Print the lines below exactly as written, with none missing.

#### [Study material]
○ ○ ○ ○

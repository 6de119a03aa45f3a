//! polybook CLI - Run polyglot notebook code blocks.

mod bridge;
mod colors;
mod run;

use std::path::PathBuf;

use clap::{Parser, Subcommand};
use polybook_core::Config;

#[derive(Parser)]
#[command(name = "polybook")]
#[command(about = "Run polyglot notebook code blocks")]
#[command(version)]
struct Cli {
    #[command(subcommand)]
    command: Commands,

    /// Enable verbose logging
    #[arg(short, long, global = true)]
    verbose: bool,

    /// Path to a config.json overriding toolchain paths
    #[arg(long, global = true)]
    config: Option<PathBuf>,
}

#[derive(Subcommand)]
enum Commands {
    /// Run one source file as a code block
    Run {
        /// Path to the source file
        file: PathBuf,

        /// Language tag (inferred from the file extension by default)
        #[arg(short, long)]
        language: Option<String>,

        /// Use a throwaway interpreter instead of the shared session
        #[arg(long)]
        stateless: bool,
    },

    /// Serve JSON-lines messages over stdin/stdout
    Bridge,
}

#[tokio::main]
async fn main() -> anyhow::Result<()> {
    let cli = Cli::parse();

    // Logs go to stderr; stdout carries program output and JSON lines.
    let filter = if cli.verbose {
        tracing_subscriber::EnvFilter::from_default_env()
            .add_directive(tracing::Level::DEBUG.into())
    } else {
        tracing_subscriber::EnvFilter::from_default_env().add_directive(tracing::Level::WARN.into())
    };

    tracing_subscriber::fmt()
        .with_env_filter(filter)
        .with_target(false)
        .with_writer(std::io::stderr)
        .init();

    // Helper to format polybook-core errors with recovery hints
    let format_error = |err: anyhow::Error| -> anyhow::Error {
        if let Some(core_err) = err.downcast_ref::<polybook_core::Error>() {
            anyhow::anyhow!("{}", core_err.with_hint())
        } else {
            err
        }
    };

    let config = Config::load(cli.config.as_deref()).map_err(|e| format_error(e.into()))?;

    match cli.command {
        Commands::Run {
            file,
            language,
            stateless,
        } => {
            run::execute(&file, language.as_deref(), stateless, config)
                .await
                .map_err(format_error)?;
        }

        Commands::Bridge => {
            bridge::execute(config).await.map_err(format_error)?;
        }
    }

    Ok(())
}
//! Error types for polybook-core.

use std::time::Duration;

use serde::{Deserialize, Serialize};
use thiserror::Error;

/// Result type for polybook-core operations.
pub type Result<T> = std::result::Result<T, Error>;

/// Errors that can occur in polybook-core.
#[derive(Debug, Error)]
pub enum Error {
    /// The compile step exited non-zero. Execution never started.
    #[error("compilation failed ({language}):\n{diagnostics}")]
    CompileFailure {
        language: String,
        diagnostics: String,
    },

    /// The program exited non-zero.
    #[error("{detail}")]
    RuntimeFailure { detail: String },

    /// A cancellation signal was observed before natural completion.
    #[error("execution cancelled")]
    Cancelled,

    /// The persistent interpreter was interrupted and its state discarded.
    #[error("execution interrupted")]
    Interrupted,

    /// The interpreter did not announce readiness in time.
    #[error("timed out after {timeout:?} waiting for interpreter '{program}' to start")]
    StartupTimeout { program: String, timeout: Duration },

    /// A subprocess could not be launched.
    #[error("failed to start '{program}': {source}")]
    Spawn {
        program: String,
        #[source]
        source: std::io::Error,
    },

    /// The interpreter process went away while an execution was in flight.
    #[error("interpreter exited unexpectedly{}", status.as_ref().map(|s| format!(" ({s})")).unwrap_or_default())]
    InterpreterExited { status: Option<String> },

    /// The session was disposed while the execution was pending.
    #[error("interpreter session disposed")]
    SessionDisposed,

    /// No runner is known for the language tag.
    #[error("unsupported language: {0}")]
    UnsupportedLanguage(String),

    /// Configuration could not be loaded.
    #[error("configuration error: {0}")]
    Config(String),

    /// IO error.
    #[error("IO error: {0}")]
    Io(#[from] std::io::Error),
}

/// Stable tag for an [`Error`], used in wire reports.
#[derive(Debug, Clone, Copy, PartialEq, Eq, Serialize, Deserialize)]
#[serde(rename_all = "kebab-case")]
pub enum ErrorKind {
    CompileFailure,
    RuntimeFailure,
    Cancelled,
    Interrupted,
    StartupTimeout,
    Spawn,
    InterpreterExited,
    SessionDisposed,
    UnsupportedLanguage,
    Config,
    Io,
}

impl Error {
    /// Classify the error.
    pub fn kind(&self) -> ErrorKind {
        match self {
            Error::CompileFailure { .. } => ErrorKind::CompileFailure,
            Error::RuntimeFailure { .. } => ErrorKind::RuntimeFailure,
            Error::Cancelled => ErrorKind::Cancelled,
            Error::Interrupted => ErrorKind::Interrupted,
            Error::StartupTimeout { .. } => ErrorKind::StartupTimeout,
            Error::Spawn { .. } => ErrorKind::Spawn,
            Error::InterpreterExited { .. } => ErrorKind::InterpreterExited,
            Error::SessionDisposed => ErrorKind::SessionDisposed,
            Error::UnsupportedLanguage(_) => ErrorKind::UnsupportedLanguage,
            Error::Config(_) => ErrorKind::Config,
            Error::Io(_) => ErrorKind::Io,
        }
    }

    /// Whether the execution was stopped on request rather than failing.
    ///
    /// Callers render these as "stopped" instead of "error".
    pub fn is_stopped(&self) -> bool {
        matches!(
            self,
            Error::Cancelled | Error::Interrupted | Error::SessionDisposed
        )
    }

    /// Recovery hint for the user, if there is one.
    pub fn hint(&self) -> Option<&'static str> {
        match self {
            Error::StartupTimeout { .. } => {
                Some("check the configured python path (`python` in config.json or POLYBOOK_PYTHON)")
            }
            Error::Spawn { .. } => {
                Some("make sure the toolchain is installed and the configured path is correct")
            }
            Error::Interrupted => Some("interpreter state was reset; re-run earlier cells"),
            _ => None,
        }
    }

    /// Format the error with its hint appended.
    pub fn with_hint(&self) -> String {
        match self.hint() {
            Some(hint) => format!("{self}\n  hint: {hint}"),
            None => self.to_string(),
        }
    }
}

○ ○ ○ ○

#### [Answer for the task]
repository 6de119a03aa45f3a
//! polybook CLI - Run polyglot notebook code blocks.

mod bridge;
mod colors;
mod run;

use std::path::PathBuf;

use clap::{Parser, Subcommand};
use polybook_core::Config;

#[derive(Parser)]
#[command(name = "polybook")]
#[command(about = "Run polyglot notebook code blocks")]
#[command(version)]
struct Cli {
    #[command(subcommand)]
    command: Commands,

    /// Enable verbose logging
    #[arg(short, long, global = true)]
    verbose: bool,

    /// Path to a config.json overriding toolchain paths
    #[arg(long, global = true)]
    config: Option<PathBuf>,
}

#[derive(Subcommand)]
enum Commands {
    /// Run one source file as a code block
    Run {
        /// Path to the source file
        file: PathBuf,

        /// Language tag (inferred from the file extension by default)
        #[arg(short, long)]
        language: Option<String>,

        /// Use a throwaway interpreter instead of the shared session
        #[arg(long)]
        stateless: bool,
    },

    /// Serve JSON-lines messages over stdin/stdout
    Bridge,
}

#[tokio::main]
async fn main() -> anyhow::Result<()> {
    let cli = Cli::parse();

    // Logs go to stderr; stdout carries program output and JSON lines.
    let filter = if cli.verbose {
        tracing_subscriber::EnvFilter::from_default_env()
            .add_directive(tracing::Level::DEBUG.into())
    } else {
        tracing_subscriber::EnvFilter::from_default_env().add_directive(tracing::Level::WARN.into())
    };

    tracing_subscriber::fmt()
        .with_env_filter(filter)
        .with_target(false)
        .with_writer(std::io::stderr)
        .init();

    // Helper to format polybook-core errors with recovery hints
    let format_error = |err: anyhow::Error| -> anyhow::Error {
        if let Some(core_err) = err.downcast_ref::<polybook_core::Error>() {
            anyhow::anyhow!("{}", core_err.with_hint())
        } else {
            err
        }
    };

    let config = Config::load(cli.config.as_deref()).map_err(|e| format_error(e.into()))?;

    match cli.command {
        Commands::Run {
            file,
            language,
            stateless,
        } => {
            run::execute(&file, language.as_deref(), stateless, config)
                .await
                .map_err(format_error)?;
        }

        Commands::Bridge => {
            bridge::execute(config).await.map_err(format_error)?;
        }
    }

    Ok(())
}
//! Error types for polybook-core.

use std::time::Duration;

use serde::{Deserialize, Serialize};
use thiserror::Error;

/// Result type for polybook-core operations.
pub type Result<T> = std::result::Result<T, Error>;

/// Errors that can occur in polybook-core.
#[derive(Debug, Error)]
pub enum Error {
    /// The compile step exited non-zero. Execution never started.
    #[error("compilation failed ({language}):\n{diagnostics}")]
    CompileFailure {
        language: String,
        diagnostics: String,
    },

    /// The program exited non-zero.
    #[error("{detail}")]
    RuntimeFailure { detail: String },

    /// A cancellation signal was observed before natural completion.
    #[error("execution cancelled")]
    Cancelled,

    /// The persistent interpreter was interrupted and its state discarded.
    #[error("execution interrupted")]
    Interrupted,

    /// The interpreter did not announce readiness in time.
    #[error("timed out after {timeout:?} waiting for interpreter '{program}' to start")]
    StartupTimeout { program: String, timeout: Duration },

    /// A subprocess could not be launched.
    #[error("failed to start '{program}': {source}")]
    Spawn {
        program: String,
        #[source]
        source: std::io::Error,
    },

    /// The interpreter process went away while an execution was in flight.
    #[error("interpreter exited unexpectedly{}", status.as_ref().map(|s| format!(" ({s})")).unwrap_or_default())]
    InterpreterExited { status: Option<String> },

    /// The session was disposed while the execution was pending.
    #[error("interpreter session disposed")]
    SessionDisposed,

    /// No runner is known for the language tag.
    #[error("unsupported language: {0}")]
    UnsupportedLanguage(String),

    /// Configuration could not be loaded.
    #[error("configuration error: {0}")]
    Config(String),

    /// IO error.
    #[error("IO error: {0}")]
    Io(#[from] std::io::Error),
}

/// Stable tag for an [`Error`], used in wire reports.
#[derive(Debug, Clone, Copy, PartialEq, Eq, Serialize, Deserialize)]
#[serde(rename_all = "kebab-case")]
pub enum ErrorKind {
    CompileFailure,
    RuntimeFailure,
    Cancelled,
    Interrupted,
    StartupTimeout,
    Spawn,
    InterpreterExited,
    SessionDisposed,
    UnsupportedLanguage,
    Config,
    Io,
}

impl Error {
    /// Classify the error.
    pub fn kind(&self) -> ErrorKind {
        match self {
            Error::CompileFailure { .. } => ErrorKind::CompileFailure,
            Error::RuntimeFailure { .. } => ErrorKind::RuntimeFailure,
            Error::Cancelled => ErrorKind::Cancelled,
            Error::Interrupted => ErrorKind::Interrupted,
            Error::StartupTimeout { .. } => ErrorKind::StartupTimeout,
            Error::Spawn { .. } => ErrorKind::Spawn,
            Error::InterpreterExited { .. } => ErrorKind::InterpreterExited,
            Error::SessionDisposed => ErrorKind::SessionDisposed,
            Error::UnsupportedLanguage(_) => ErrorKind::UnsupportedLanguage,
            Error::Config(_) => ErrorKind::Config,
            Error::Io(_) => ErrorKind::Io,
        }
    }

    /// Whether the execution was stopped on request rather than failing.
    ///
    /// Callers render these as "stopped" instead of "error".
    pub fn is_stopped(&self) -> bool {
        matches!(
            self,
            Error::Cancelled | Error::Interrupted | Error::SessionDisposed
        )
    }

    /// Recovery hint for the user, if there is one.
    pub fn hint(&self) -> Option<&'static str> {
        match self {
            Error::StartupTimeout { .. } => {
                Some("check the configured python path (`python` in config.json or POLYBOOK_PYTHON)")
            }
            Error::Spawn { .. } => {
                Some("make sure the toolchain is installed and the configured path is correct")
            }
            Error::Interrupted => Some("interpreter state was reset; re-run earlier cells"),
            _ => None,
        }
    }

    /// Format the error with its hint appended.
    pub fn with_hint(&self) -> String {
        match self.hint() {
            Some(hint) => format!("{self}\n  hint: {hint}"),
            None => self.to_string(),
        }
    }
}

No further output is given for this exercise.